**WORK REQUIRED**
Check every line below for the word "tiny" and copy each one that has it.
------------------------
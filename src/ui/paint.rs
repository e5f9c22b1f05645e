//! Paint routines
//!
//! Each routine draws one layer as a pure function of its bounds and the state it is given.
//! The refresh pass calls them in paint order; none of them touch watchface state.

use embedded_graphics::{
    geometry::{Point, Size},
    mono_font::MonoTextStyleBuilder,
    pixelcolor::Rgb565,
    prelude::*,
    primitives::{
        Arc, Circle, Line, PrimitiveStyle, PrimitiveStyleBuilder, Rectangle, StrokeAlignment,
    },
    text::{Alignment, Baseline, Text, TextStyleBuilder},
};

use super::{
    angle::{arc_start, battery_sweep, TrigAngle},
    layer::TextLayer,
};
use crate::config;

/// Shrink `bounds` by `amount` on every side.
pub fn inset(bounds: Rectangle, amount: u32) -> Rectangle {
    Rectangle::new(
        bounds.top_left + Point::new(amount as i32, amount as i32),
        bounds.size.saturating_sub(Size::new_equal(2 * amount)),
    )
}

/// Fill a ring sector inside `frame`.
///
/// The ring is the largest circle fitting the frame, `thickness` pixels wide measured
/// inwards, swept clockwise from 12 o'clock. A zero sweep draws nothing.
pub fn fill_radial<D>(
    target: &mut D,
    frame: Rectangle,
    thickness: u32,
    sweep: TrigAngle,
    color: Rgb565,
) -> Result<(), D::Error>
where
    D: DrawTarget<Color = Rgb565>,
{
    if sweep.is_zero() {
        return Ok(());
    }

    let diameter = frame.size.width.min(frame.size.height);
    let style = PrimitiveStyleBuilder::new()
        .stroke_color(color)
        .stroke_width(thickness)
        .stroke_alignment(StrokeAlignment::Inside)
        .build();

    Arc::with_center(frame.center(), diameter, arc_start(), sweep.to_sweep())
        .into_styled(style)
        .draw(target)
}

/// Face circle and marker lines. Never changes.
pub fn paint_background<D>(target: &mut D, bounds: Rectangle) -> Result<(), D::Error>
where
    D: DrawTarget<Color = Rgb565>,
{
    let center = bounds.center();

    Circle::with_center(center, 2 * config::FACE_RADIUS + 1)
        .into_styled(PrimitiveStyle::with_fill(config::FACE_COLOR))
        .draw(target)?;

    let stroke = PrimitiveStyle::with_stroke(config::MARKER_COLOR, 1);
    let marker_y = center.y + config::MARKER_Y;

    Line::new(
        Point::new(center.x - config::MARKER_LEFT, marker_y),
        Point::new(center.x + config::MARKER_RIGHT, marker_y),
    )
    .into_styled(stroke)
    .draw(target)?;

    Line::new(
        Point::new(center.x, marker_y),
        Point::new(center.x, center.y + config::DIVIDER_BOTTOM),
    )
    .into_styled(stroke)
    .draw(target)
}

/// Battery ring, swept in proportion to the charge.
pub fn paint_battery_arc<D>(target: &mut D, bounds: Rectangle, percent: u8) -> Result<(), D::Error>
where
    D: DrawTarget<Color = Rgb565>,
{
    fill_radial(
        target,
        inset(bounds, config::BATTERY_INSET),
        config::INSET,
        battery_sweep(percent),
        config::BATTERY_COLOR,
    )
}

/// Bluetooth ring. Always a full circle; the layer's visibility carries the state.
pub fn paint_bluetooth_arc<D>(target: &mut D, bounds: Rectangle) -> Result<(), D::Error>
where
    D: DrawTarget<Color = Rgb565>,
{
    fill_radial(
        target,
        inset(bounds, config::BLUETOOTH_INSET),
        config::INSET,
        TrigAngle::FULL,
        config::BLUETOOTH_COLOR,
    )
}

/// Text of a text layer, vertically centred in its bounds.
pub fn paint_text<D, const N: usize>(target: &mut D, label: &TextLayer<N>) -> Result<(), D::Error>
where
    D: DrawTarget<Color = Rgb565>,
{
    let bounds = label.layer().bounds();

    if let Some(color) = label.background_color() {
        bounds
            .into_styled(PrimitiveStyle::with_fill(color))
            .draw(target)?;
    }

    let mut character_style = MonoTextStyleBuilder::new()
        .font(label.font())
        .text_color(label.text_color());
    if let Some(color) = label.background_color() {
        character_style = character_style.background_color(color);
    }

    let text_style = TextStyleBuilder::new()
        .alignment(label.alignment())
        .baseline(Baseline::Middle)
        .build();

    let center = bounds.center();
    let x = match label.alignment() {
        Alignment::Left => bounds.top_left.x,
        Alignment::Center => center.x,
        Alignment::Right => bounds.top_left.x + bounds.size.width as i32 - 1,
    };

    Text::with_text_style(
        label.text(),
        Point::new(x, center.y),
        character_style.build(),
        text_style,
    )
    .draw(target)?;

    Ok(())
}

#[cfg(test)]
mod tests {
    use super::*;
    use crate::{
        testing::Framebuffer,
        ui::layer::{LayerKind, TextLayer},
    };

    fn screen() -> Rectangle {
        Rectangle::new(Point::zero(), Size::new(180, 180))
    }

    #[test]
    fn inset_shrinks_all_sides() {
        let frame = inset(screen(), 5);
        assert_eq!(frame, Rectangle::new(Point::new(5, 5), Size::new(170, 170)));
    }

    #[test]
    fn inset_never_underflows() {
        let tiny = Rectangle::new(Point::zero(), Size::new(4, 4));
        assert_eq!(inset(tiny, 5).size, Size::zero());
    }

    #[test]
    fn empty_battery_paints_nothing() {
        let mut fb = Framebuffer::new(180, 180);
        paint_battery_arc(&mut fb, screen(), 0).unwrap();
        assert_eq!(fb.count(config::BATTERY_COLOR), 0);
    }

    #[test]
    fn full_battery_paints_whole_ring() {
        let mut fb = Framebuffer::new(180, 180);
        paint_battery_arc(&mut fb, screen(), 100).unwrap();

        // Top, bottom, left and right of the ring, which spans radii 80..85
        assert_eq!(fb.pixel(89, 7), Some(config::BATTERY_COLOR));
        assert_eq!(fb.pixel(89, 172), Some(config::BATTERY_COLOR));
        assert_eq!(fb.pixel(7, 89), Some(config::BATTERY_COLOR));
        assert_eq!(fb.pixel(172, 89), Some(config::BATTERY_COLOR));
        // Nothing inside the ring
        assert_eq!(fb.pixel(89, 89), None);
    }

    #[test]
    fn battery_arc_grows_with_charge() {
        let painted = |percent| {
            let mut fb = Framebuffer::new(180, 180);
            paint_battery_arc(&mut fb, screen(), percent).unwrap();
            fb.count(config::BATTERY_COLOR)
        };

        let quarter = painted(25);
        let half = painted(50);
        let full = painted(100);
        assert!(0 < quarter);
        assert!(quarter < half);
        assert!(half < full);
    }

    #[test]
    fn bluetooth_ring_sits_inside_battery_ring() {
        let mut fb = Framebuffer::new(180, 180);
        paint_bluetooth_arc(&mut fb, screen()).unwrap();

        // Ring spans radii 70..75
        assert_eq!(fb.pixel(89, 17), Some(config::BLUETOOTH_COLOR));
        assert_eq!(fb.pixel(89, 162), Some(config::BLUETOOTH_COLOR));
        assert_eq!(fb.pixel(89, 7), None);
        assert_eq!(fb.pixel(89, 89), None);
    }

    #[test]
    fn background_is_static() {
        let mut first = Framebuffer::new(180, 180);
        let mut second = Framebuffer::new(180, 180);
        paint_background(&mut first, screen()).unwrap();
        paint_background(&mut second, screen()).unwrap();
        assert_eq!(first, second);

        assert_eq!(first.pixel(89, 89 - 60), Some(config::FACE_COLOR));
        assert_eq!(first.pixel(60, 100), Some(config::MARKER_COLOR));
        assert_eq!(first.pixel(89, 120), Some(config::MARKER_COLOR));
        assert_eq!(first.pixel(2, 2), None);
    }

    #[test]
    fn text_is_drawn_inside_its_band() {
        let band = Rectangle::new(Point::new(0, 53), Size::new(180, 50));
        let mut label: TextLayer<8> =
            TextLayer::new(LayerKind::TimeLabel, band, &profont::PROFONT_24_POINT);
        label.set_text_color(config::TIME_COLOR);
        label.set_alignment(Alignment::Center);
        label.set_text("14:07").unwrap();

        let mut fb = Framebuffer::new(180, 180);
        paint_text(&mut fb, &label).unwrap();

        let drawn = fb.points(config::TIME_COLOR);
        assert!(!drawn.is_empty());
        assert!(drawn.iter().all(|p| band.contains(*p)));
    }
}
------------------------
**FINISHED TASK**
        let tiny = Rectangle::new(Point::zero(), Size::new(4, 4));
        assert_eq!(inset(tiny, 5).size, Size::zero());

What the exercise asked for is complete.